* [Task statement] Of all the entries below, retype only the lines from the one with "let forest = build_forest(items);" through the one with "let mut widths = HashMap::new();", exactly as they appear.

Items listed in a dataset

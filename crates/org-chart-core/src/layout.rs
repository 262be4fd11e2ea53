//! Tree Layout
//!
//! Top-down tidy layout for a parent/child forest: subtree widths are sized
//! post-order, then nodes are placed pre-order. Each node's `x` is the centre
//! of its subtree box and `y` is its depth band. Roots are centred as a group
//! around `x = 0`.

use std::collections::HashMap;

use crate::config::LayoutConfig;
use crate::domain::{NodeId, Position};
use crate::tree::{build_forest, preorder, HierarchyNode, TreeNode};

/// Compute a position for every item.
///
/// Deterministic: the same items in the same order always give the same map.
pub fn layout<T: HierarchyNode>(items: &[T], config: &LayoutConfig) -> HashMap<NodeId, Position> {
    let forest = build_forest(items);
    let widths = measure(&forest, config);

    let total = span(forest.iter().map(|root| widths[&root.item.node_id()]), config);
    let mut positions = HashMap::with_capacity(items.len());
    let mut left = -total / 2;
    for root in &forest {
        let width = widths[&root.item.node_id()];
        place(root, left, config, &widths, &mut positions);
        left += width + config.horizontal_gap;
    }

    log::debug!("laid out {} nodes in {} trees", positions.len(), forest.len());
    positions
}

/// The "never positioned" sentinel: a non-empty set where everything is at the origin
pub fn needs_auto_layout<I>(positions: I) -> bool
where
    I: IntoIterator<Item = Position>,
{
    let mut any = false;
    for position in positions {
        if !position.is_origin() {
            return false;
        }
        any = true;
    }
    any
}

/// Width of a row of boxes separated by the horizontal gap
fn span<I: Iterator<Item = i32>>(widths: I, config: &LayoutConfig) -> i32 {
    let (sum, count) = widths.fold((0, 0), |(sum, count), w| (sum + w, count + 1));
    if count == 0 {
        0
    } else {
        sum + (count - 1) * config.horizontal_gap
    }
}

/// Subtree widths; reverse pre-order sees every child before its parent
fn measure<T: HierarchyNode>(forest: &[TreeNode<'_, T>], config: &LayoutConfig) -> HashMap<NodeId, i32> {
    let mut widths = HashMap::new();
    for node in preorder(forest).into_iter().rev() {
        let children = span(node.children.iter().map(|child| widths[&child.item.node_id()]), config);
        widths.insert(node.item.node_id(), config.node_width.max(children));
    }
    widths
}

/// Place a tree pre-order, each subtree starting at its left edge
fn place<T: HierarchyNode>(
    root: &TreeNode<'_, T>,
    left: i32,
    config: &LayoutConfig,
    widths: &HashMap<NodeId, i32>,
    positions: &mut HashMap<NodeId, Position>,
) {
    let mut stack = vec![(root, left)];
    while let Some((node, left)) = stack.pop() {
        let id = node.item.node_id();
        let width = widths[&id];
        let depth = i32::try_from(node.depth).unwrap_or(i32::MAX / config.band_height().max(1));
        positions.insert(id, Position::new(left + width / 2, depth.saturating_mul(config.band_height())));

        let children_span = span(node.children.iter().map(|c| widths[&c.item.node_id()]), config);
        let mut child_left = left + (width - children_span) / 2;
        for child in &node.children {
            stack.push((child, child_left));
            child_left += widths[&child.item.node_id()] + config.horizontal_gap;
        }
    }
}

#[cfg(test)]
mod tests {
    use super::*;
    use crate::domain::{HierarchyItem, ItemId};

    fn make_item(id: u32, parent_id: Option<u32>, sort_order: i32) -> HierarchyItem {
        HierarchyItem {
            parent_id: parent_id.map(ItemId),
            sort_order,
            ..HierarchyItem::new(id, format!("Role {}", id))
        }
    }

    fn at(positions: &HashMap<NodeId, Position>, id: u32) -> Position {
        positions[&NodeId::Persisted(ItemId(id))]
    }

    #[test]
    fn test_scenario_four_nodes() {
        // A(1) -> B(2), C(3); B -> D(4)
        let items = vec![
            make_item(1, None, 0),
            make_item(2, Some(1), 0),
            make_item(3, Some(1), 1),
            make_item(4, Some(2), 0),
        ];
        let positions = layout(&items, &LayoutConfig::default());
        assert_eq!(positions.len(), 4);

        let (a, b, c, d) = (at(&positions, 1), at(&positions, 2), at(&positions, 3), at(&positions, 4));
        assert!(a.y < b.y);
        assert_eq!(b.y, c.y);
        assert!(b.y < d.y);
        assert!(b.x < a.x && a.x < c.x);
        assert_eq!(b.x, d.x);
    }

    #[test]
    fn test_single_root_is_centred_on_origin() {
        let items = vec![make_item(1, None, 0)];
        let positions = layout(&items, &LayoutConfig::default());
        assert_eq!(at(&positions, 1), Position::new(0, 0));
    }

    #[test]
    fn test_roots_spread_left_to_right() {
        let config = LayoutConfig::default();
        let items = vec![make_item(1, None, 0), make_item(2, None, 1)];
        let positions = layout(&items, &config);
        let (a, b) = (at(&positions, 1), at(&positions, 2));
        assert_eq!(b.x - a.x, config.column_width());
        assert_eq!(a.x + b.x, 0);
        assert_eq!(a.y, 0);
        assert_eq!(b.y, 0);
    }

    #[test]
    fn test_parent_is_centred_over_children() {
        let config = LayoutConfig::default();
        let items = vec![
            make_item(1, None, 0),
            make_item(2, Some(1), 0),
            make_item(3, Some(1), 1),
            make_item(4, Some(1), 2),
        ];
        let positions = layout(&items, &config);
        let first = at(&positions, 2).x;
        let last = at(&positions, 4).x;
        assert_eq!(at(&positions, 1).x * 2, first + last);
        assert_eq!(at(&positions, 3).x, at(&positions, 1).x);
    }

    #[test]
    fn test_y_uses_structure_not_stored_level() {
        let config = LayoutConfig::default();
        let mut child = make_item(2, Some(1), 0);
        child.level = 9;
        let items = vec![make_item(1, None, 0), child];
        let positions = layout(&items, &config);
        assert_eq!(at(&positions, 2).y, config.band_height());
    }

    #[test]
    fn test_cycle_terminates() {
        let items = vec![make_item(1, Some(2), 0), make_item(2, Some(1), 0)];
        let positions = layout(&items, &LayoutConfig::default());
        assert_eq!(positions.len(), 2);
        assert_eq!(at(&positions, 1).y, 0);
    }

    #[test]
    fn test_ten_thousand_deep_chain() {
        let config = LayoutConfig::default();
        let items: Vec<HierarchyItem> = (1..=10_000u32)
            .map(|id| make_item(id, id.checked_sub(1).filter(|p| *p > 0), 0))
            .collect();
        let positions = layout(&items, &config);
        assert_eq!(positions.len(), 10_000);
        assert_eq!(at(&positions, 1), Position::new(0, 0));
        assert_eq!(at(&positions, 10_000), Position::new(0, 9_999 * config.band_height()));
    }

    #[test]
    fn test_empty_input() {
        let items: Vec<HierarchyItem> = Vec::new();
        assert!(layout(&items, &LayoutConfig::default()).is_empty());
    }

    #[test]
    fn test_needs_auto_layout() {
        assert!(!needs_auto_layout(Vec::<Position>::new()));
        assert!(needs_auto_layout(vec![Position::ORIGIN, Position::ORIGIN]));
        assert!(!needs_auto_layout(vec![Position::ORIGIN, Position::new(0, 1)]));
    }
}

* [Task solution]
    let forest = build_forest(items);
    let widths = measure(&forest, config);

    let total = span(forest.iter().map(|root| widths[&root.item.node_id()]), config);
    let mut positions = HashMap::with_capacity(items.len());
    let mut left = -total / 2;
    for root in &forest {
        let width = widths[&root.item.node_id()];
        place(root, left, config, &widths, &mut positions);
        left += width + config.horizontal_gap;
    }

    log::debug!("laid out {} nodes in {} trees", positions.len(), forest.len());
    positions
}

/// The "never positioned" sentinel: a non-empty set where everything is at the origin
pub fn needs_auto_layout<I>(positions: I) -> bool
where
    I: IntoIterator<Item = Position>,
{
    let mut any = false;
    for position in positions {
        if !position.is_origin() {
            return false;
        }
        any = true;
    }
    any
}

/// Width of a row of boxes separated by the horizontal gap
fn span<I: Iterator<Item = i32>>(widths: I, config: &LayoutConfig) -> i32 {
    let (sum, count) = widths.fold((0, 0), |(sum, count), w| (sum + w, count + 1));
    if count == 0 {
        0
    } else {
        sum + (count - 1) * config.horizontal_gap
    }
}

/// Subtree widths; reverse pre-order sees every child before its parent
fn measure<T: HierarchyNode>(forest: &[TreeNode<'_, T>], config: &LayoutConfig) -> HashMap<NodeId, i32> {
    let mut widths = HashMap::new();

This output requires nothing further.